Okavango Delta

Fahrt auf dem Mokoro durchs Delta

Fahrt auf dem Mokoro durchs Delta

Der Gegensatz könnte kaum größer sein: Mitten in der sandigen Öde der Kalahari endet einer der längsten Flüsse Afrikas in einer riesigen Oase, dem Okavango Delta. Das Zusammentreffen der trockenen und kargen Kalahari mit dem frischen, lebendigen Nass des Okavango macht den besonderen Reiz dieses weltgrößten Binnendeltas aus.

Die Wassermassen des in Angola entspringenden Okavango versickern, nachdem sie sich im Delta in einem Labyrinth aus zahllosen Nebenläufen verzweigen, im trockenen Boden der Kalahari oder verdunsten. Das Ergebnis ist eine weltweit einzigartige Sumpflandschaft, die Lebensraum für unzählige Tierarten bietet.

Maun – Das Tor zum Okavango Delta

Die kleine Stadt Maun im nördlichen Botswana ist das Eingangstor zum Okavango Delta. Das Städtchen liegt rund 600 Kilometer von Botswanas Hauptstadt Gaborone entfernt. Einst diente Maun vor allem Viehzüchtern und Jägern als Ausgangsbasis. Mit dem Ausbau des Tourismus hat sich das Gebiet zu einem florierenden Wirtschaftsstandort entwickelt.

Von Maun aus können Reisende entweder per Jeep weiter in das Lagunengebiet gelangen oder sie werden mit dem Kleinflugzeug in den Busch transportiert. Vor allem bei einem Flug über die Binnenlandschaft erschließt sich die Einzigartigkeit dieser Region. In der Gegend werden Rundflüge per Flugzeug oder Hubschrauber über das Delta angeboten. Das Gebiet mit den galoppierenden Tierherden und den mäandernden Flussläufen aus der Luft zu erforschen ist ein besonderes Erlebnis und zählt zu den Highlights des Aufenthaltes.

Für Individualreisende stehen in der Region des Deltas Campingplätze zur Verfügung. Wer es etwas luxuriöser mag, kann sich in einer der exklusiven Lodges einmieten. Botswana setzt vor allem auf Luxustourismus und so steht eine Vielzahl komfortabler Unterkünfte zur Verfügung. In Maun reihen sich Reisebüros und Reiseveranstalter nahtlos aneinander und so sollte es kein Problem sein, eine Lodge oder ein Hotel zu finden. Während der Regenzeit sind allerdings einige Unterkünfte geschlossen.

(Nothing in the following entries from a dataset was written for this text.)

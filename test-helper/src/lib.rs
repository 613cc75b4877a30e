mod connection;

pub use connection::{mock_channel, MockConnection};
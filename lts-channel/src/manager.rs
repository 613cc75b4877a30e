use std::sync::atomic::{AtomicBool, Ordering};
use std::sync::Arc;
use std::time::Duration;

use lts_node::NodeType;
use parking_lot::Mutex;
use tracing::{error, info, warn};

use crate::channel::ChannelHandle;
use crate::pool::ChannelPool;
use crate::statistics::ChannelStatistics;
use crate::sweeper::SweeperHandle;

pub const DEFAULT_SWEEP_INTERVAL: Duration = Duration::from_secs(10);
pub const DEFAULT_PROBE_TIMEOUT: Duration = Duration::from_secs(1);

#[derive(Debug, Clone)]
/// Configuration for the channel manager.
pub struct ChannelManagerConfig {
    /// The time between each sweep of the channel pool.
    ///
    /// The first sweep happens one interval after the manager is started.
    pub sweep_interval: Duration,

    /// How long a single liveness probe may take before the channel
    /// is treated as closed.
    pub probe_timeout: Duration,
}

impl Default for ChannelManagerConfig {
    fn default() -> Self {
        Self {
            sweep_interval: DEFAULT_SWEEP_INTERVAL,
            probe_timeout: DEFAULT_PROBE_TIMEOUT,
        }
    }
}

impl ChannelManagerConfig {
    /// Set the time between each sweep.
    pub fn with_sweep_interval(mut self, interval: Duration) -> Self {
        self.sweep_interval = interval;
        self
    }

    /// Set the liveness probe timeout.
    pub fn with_probe_timeout(mut self, timeout: Duration) -> Self {
        self.probe_timeout = timeout;
        self
    }
}

/// Manages the live channels to job clients and task trackers.
///
/// Channels are grouped by node type and node group, only one channel is
/// kept per node identity. Once started, the manager periodically probes
/// every channel and evicts the ones which have closed.
///
/// Dropping the manager stops the background sweeper.
pub struct ChannelManager {
    config: ChannelManagerConfig,
    pool: Arc<ChannelPool>,
    running: AtomicBool,
    sweeper: Mutex<Option<SweeperHandle>>,
}

impl Default for ChannelManager {
    fn default() -> Self {
        Self::new()
    }
}

impl ChannelManager {
    /// Creates a new, stopped, channel manager with the default config.
    pub fn new() -> Self {
        Self::with_config(ChannelManagerConfig::default())
    }

    /// Creates a new, stopped, channel manager.
    pub fn with_config(config: ChannelManagerConfig) -> Self {
        Self {
            config,
            pool: Arc::new(ChannelPool::default()),
            running: AtomicBool::new(false),
            sweeper: Mutex::new(None),
        }
    }

    #[inline]
    /// The config of the manager.
    pub fn config(&self) -> &ChannelManagerConfig {
        &self.config
    }

    #[inline]
    /// Gets the live channel statistics.
    pub fn statistics(&self) -> ChannelStatistics {
        self.pool.statistics.clone()
    }

    #[inline]
    /// Returns if the background sweeper is running.
    pub fn is_running(&self) -> bool {
        self.running.load(Ordering::Acquire)
    }

    /// Starts the background sweeper.
    ///
    /// This must be called from within a Tokio runtime. Calling it while
    /// the manager is already running does nothing. Failures are logged and
    /// leave the manager stopped.
    pub fn start(&self) {
        // The slot lock orders concurrent transitions, the flag is for lock-free reads.
        let mut slot = self.sweeper.lock();
        if self
            .running
            .compare_exchange(false, true, Ordering::AcqRel, Ordering::Acquire)
            .is_err()
        {
            return;
        }

        let spawned = SweeperHandle::spawn(
            self.pool.clone(),
            self.config.sweep_interval,
            self.config.probe_timeout,
        );

        match spawned {
            Ok(handle) => {
                *slot = Some(handle);
                info!(
                    sweep_interval = ?self.config.sweep_interval,
                    "Start channel manager success."
                );
            },
            Err(e) => {
                self.running.store(false, Ordering::Release);
                error!(error = ?e, "Start channel manager failed.");
            },
        }
    }

    /// Stops the background sweeper.
    ///
    /// This does not wait for a sweep which is already running.
    /// Calling it while the manager is stopped does nothing.
    pub fn stop(&self) {
        let mut slot = self.sweeper.lock();
        if self
            .running
            .compare_exchange(true, false, Ordering::AcqRel, Ordering::Acquire)
            .is_err()
        {
            return;
        }

        let result = match slot.take() {
            Some(handle) => handle.cancel(),
            None => Ok(()),
        };

        match result {
            Ok(()) => info!("Stop channel manager success."),
            Err(e) => warn!(error = ?e, "Stop channel manager failed."),
        }
    }

    /// Runs a single sweep over every channel, evicting the closed ones.
    ///
    /// Returns the number of channels evicted.
    pub async fn sweep(&self) -> usize {
        self.pool.sweep(self.config.probe_timeout).await
    }

    /// Adds a channel to the pool.
    ///
    /// Returns `false` if a channel with the same identity is already pooled,
    /// or if channels of the node's type are not pooled.
    pub fn offer(&self, channel: ChannelHandle) -> bool {
        self.pool.offer(channel)
    }

    /// Removes the channel with the same identity from the pool.
    ///
    /// Returns `false` if no channel was removed.
    pub fn remove(&self, channel: &ChannelHandle) -> bool {
        self.pool.remove(channel)
    }

    /// Gets the channel for a given node.
    pub fn get(
        &self,
        group: &str,
        node_type: NodeType,
        identity: &str,
    ) -> Option<ChannelHandle> {
        self.pool.get(group, node_type, identity)
    }

    /// Gets all channels for the given group and node type.
    pub fn get_all(&self, group: &str, node_type: NodeType) -> Vec<ChannelHandle> {
        self.pool.get_all(group, node_type)
    }

    /// The total number of pooled channels.
    pub fn num_channels(&self) -> usize {
        self.pool.len()
    }
}

#[cfg(test)]
mod tests {
    use std::io;
    use std::sync::Arc;

    use async_trait::async_trait;

    use super::*;
    use crate::Connection;

    #[derive(Clone, Default)]
    struct FlagConnection(Arc<AtomicBool>);

    #[async_trait]
    impl Connection for FlagConnection {
        async fn is_alive(&self) -> io::Result<bool> {
            Ok(!self.0.load(Ordering::Relaxed))
        }
    }

    struct HangingConnection;

    #[async_trait]
    impl Connection for HangingConnection {
        async fn is_alive(&self) -> io::Result<bool> {
            futures::future::pending().await
        }
    }

    /// A closed connection whose address lookup panics once armed.
    #[derive(Clone, Default)]
    struct ExplodingConnection(Arc<AtomicBool>);

    #[async_trait]
    impl Connection for ExplodingConnection {
        async fn is_alive(&self) -> io::Result<bool> {
            Ok(false)
        }

        fn remote_addr(&self) -> Option<std::net::SocketAddr> {
            if self.0.load(Ordering::Relaxed) {
                panic!("address lookup exploded");
            }
            None
        }
    }

    fn manager() -> ChannelManager {
        ChannelManager::with_config(
            ChannelManagerConfig::default()
                .with_sweep_interval(Duration::from_secs(10))
                .with_probe_timeout(Duration::from_millis(100)),
        )
    }

    #[test]
    fn test_start_outside_runtime_stays_stopped() {
        let manager = manager();
        manager.start();
        assert!(!manager.is_running());

        // Safe to stop something which never started.
        manager.stop();
        assert!(!manager.is_running());
    }

    #[test]
    fn test_stop_before_start() {
        let manager = manager();
        manager.stop();
        manager.stop();
        assert!(!manager.is_running());
    }

    #[tokio::test(start_paused = true)]
    async fn test_double_start_schedules_once() {
        let _ = tracing_subscriber::fmt::try_init();

        let manager = manager();
        manager.start();
        manager.start();
        assert!(manager.is_running());

        tokio::time::sleep(Duration::from_millis(10_500)).await;
        assert_eq!(manager.statistics().num_sweeps(), 1);

        tokio::time::sleep(Duration::from_secs(10)).await;
        assert_eq!(manager.statistics().num_sweeps(), 2);

        manager.stop();
    }

    #[tokio::test(start_paused = true)]
    async fn test_stop_cancels_sweeps() {
        let manager = manager();
        manager.start();
        manager.stop();
        assert!(!manager.is_running());

        tokio::time::sleep(Duration::from_secs(60)).await;
        assert_eq!(manager.statistics().num_sweeps(), 0);
    }

    #[tokio::test(start_paused = true)]
    async fn test_restart_after_stop() {
        let manager = manager();
        manager.start();
        manager.stop();
        manager.start();
        assert!(manager.is_running());

        tokio::time::sleep(Duration::from_millis(10_500)).await;
        assert_eq!(manager.statistics().num_sweeps(), 1);
    }

    #[tokio::test(start_paused = true)]
    async fn test_drop_stops_sweeper() {
        let manager = manager();
        let statistics = manager.statistics();
        manager.start();
        drop(manager);

        tokio::time::sleep(Duration::from_secs(60)).await;
        assert_eq!(statistics.num_sweeps(), 0);
    }

    #[tokio::test(start_paused = true)]
    async fn test_periodic_sweep_evicts_closed_channel() {
        let manager = manager();
        let closed = FlagConnection::default();
        manager.offer(ChannelHandle::new(
            "w1",
            NodeType::Worker,
            "g1",
            FlagConnection::default(),
        ));
        manager.offer(ChannelHandle::new("w2", NodeType::Worker, "g1", closed.clone()));
        manager.start();

        closed.0.store(true, Ordering::Relaxed);
        tokio::time::sleep(Duration::from_millis(10_500)).await;

        let remaining = manager.get_all("g1", NodeType::Worker);
        assert_eq!(remaining.len(), 1);
        assert_eq!(remaining[0].identity(), "w1");
        assert_eq!(manager.num_channels(), 1);
        assert_eq!(manager.statistics().num_evicted(), 1);

        manager.stop();
    }

    #[tokio::test(start_paused = true)]
    async fn test_running_sweep_completes_but_is_not_rescheduled() {
        let _ = tracing_subscriber::fmt::try_init();

        let manager = manager();
        manager.offer(ChannelHandle::new("w1", NodeType::Worker, "g1", HangingConnection));
        manager.start();

        // The sweep begins at 10s and waits on the liveness check until it times out at 10.1s.
        tokio::time::sleep(Duration::from_millis(10_050)).await;
        assert_eq!(manager.statistics().num_sweeps(), 0);
        manager.stop();

        tokio::time::sleep(Duration::from_millis(100)).await;
        assert_eq!(manager.statistics().num_sweeps(), 1);
        assert_eq!(manager.statistics().num_evicted(), 1);

        tokio::time::sleep(Duration::from_secs(60)).await;
        assert_eq!(manager.statistics().num_sweeps(), 1);
    }

    #[tokio::test(start_paused = true)]
    async fn test_stop_on_tick_boundary_skips_pending_sweep() {
        for _ in 0..50 {
            let manager = manager();
            manager.start();

            tokio::time::sleep(Duration::from_secs(10)).await;
            manager.stop();
            let sweeps_at_stop = manager.statistics().num_sweeps();

            tokio::time::sleep(Duration::from_secs(30)).await;
            assert_eq!(manager.statistics().num_sweeps(), sweeps_at_stop);
        }
    }

    #[tokio::test(start_paused = true)]
    async fn test_sweeper_survives_panicking_sweep() {
        let _ = tracing_subscriber::fmt::try_init();

        let manager = manager();
        let exploding = ExplodingConnection::default();
        manager.offer(ChannelHandle::new("w1", NodeType::Worker, "g1", exploding.clone()));
        manager.start();

        exploding.0.store(true, Ordering::Relaxed);
        tokio::time::sleep(Duration::from_millis(10_500)).await;
        assert!(manager.get("g1", NodeType::Worker, "w1").is_none());

        let closed = FlagConnection::default();
        manager.offer(ChannelHandle::new("w2", NodeType::Worker, "g1", closed.clone()));
        closed.0.store(true, Ordering::Relaxed);

        tokio::time::sleep(Duration::from_secs(10)).await;
        assert!(manager.is_running());
        assert!(manager.get("g1", NodeType::Worker, "w2").is_none());

        manager.stop();
    }
}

Die Lagunenlandschaft per Einbaum erforschen

Ein Mokoro im Okavango Delta

Ein Mokoro im Okavango Delta

In das Labyrinth des Okavango Deltas geht es mit Mokoros, den Einbaumbooten der Einheimischen. Nur mit den kleinen Booten ist es möglich, tief in das Dickicht des Sumpfgebietes vorzudringen. Die Fahrt in einem Mokoro ist ein „Muss“ bei einem Besuch des Deltas.

Sogenannte „Poler“ staken mit einem langen Holzstab den Einbaum durch die malerische Landschaft. Hier präsentiert sich den Besuchern die grandiose Artenvielfalt der Region: Nilpferde, Krokodile, Zebras, Elefanten und eine bunte einzigartige Vogelwelt, um nur einige zu nennen.

Leider zieht die feuchte Luft des Deltas auch eine Vielzahl von Mücken an und ein Schutz vor den Plagegeistern ist unabdingbar. Für die Region besteht ein mittleres Malariarisiko und vor Antritt der Reise empfiehlt sich daher eine individuelle Malariaprophylaxe.

Beliebteste Reisezeit: Mai bis Oktober

Je nach Höhe des Wasserstandes sind neben den Bootssafaris auch Landsafaris möglich. In den Regenmonaten von November bis März sind die Wasserstände teilweise so hoch, dass einige Pisten komplett überflutet sind.

Eigentlich herrscht im Delta das ganze Jahr über Reisezeit. Die meisten Touristen besuchen die Region in den Monaten zwischen Mai und Oktober. Zu dieser Zeit herrschen angenehme Temperaturen um 25 Grad Celsius und das Malariarisiko ist aufgrund der Trockenheit gering. Nachts kann es im dortigen Winter empfindlich kalt werden.

Wer vor allem Wert auf Tierbeobachtungen legt, der sollte seine Reisezeit kurz nach der Regenzeit wählen, denn aufgrund des hohen Wasserstandes befinden sich zu dieser Zeit besonders viele Tiere in der Region Die Regenzeit fällt in die dortigen Sommermonate zwischen November und März.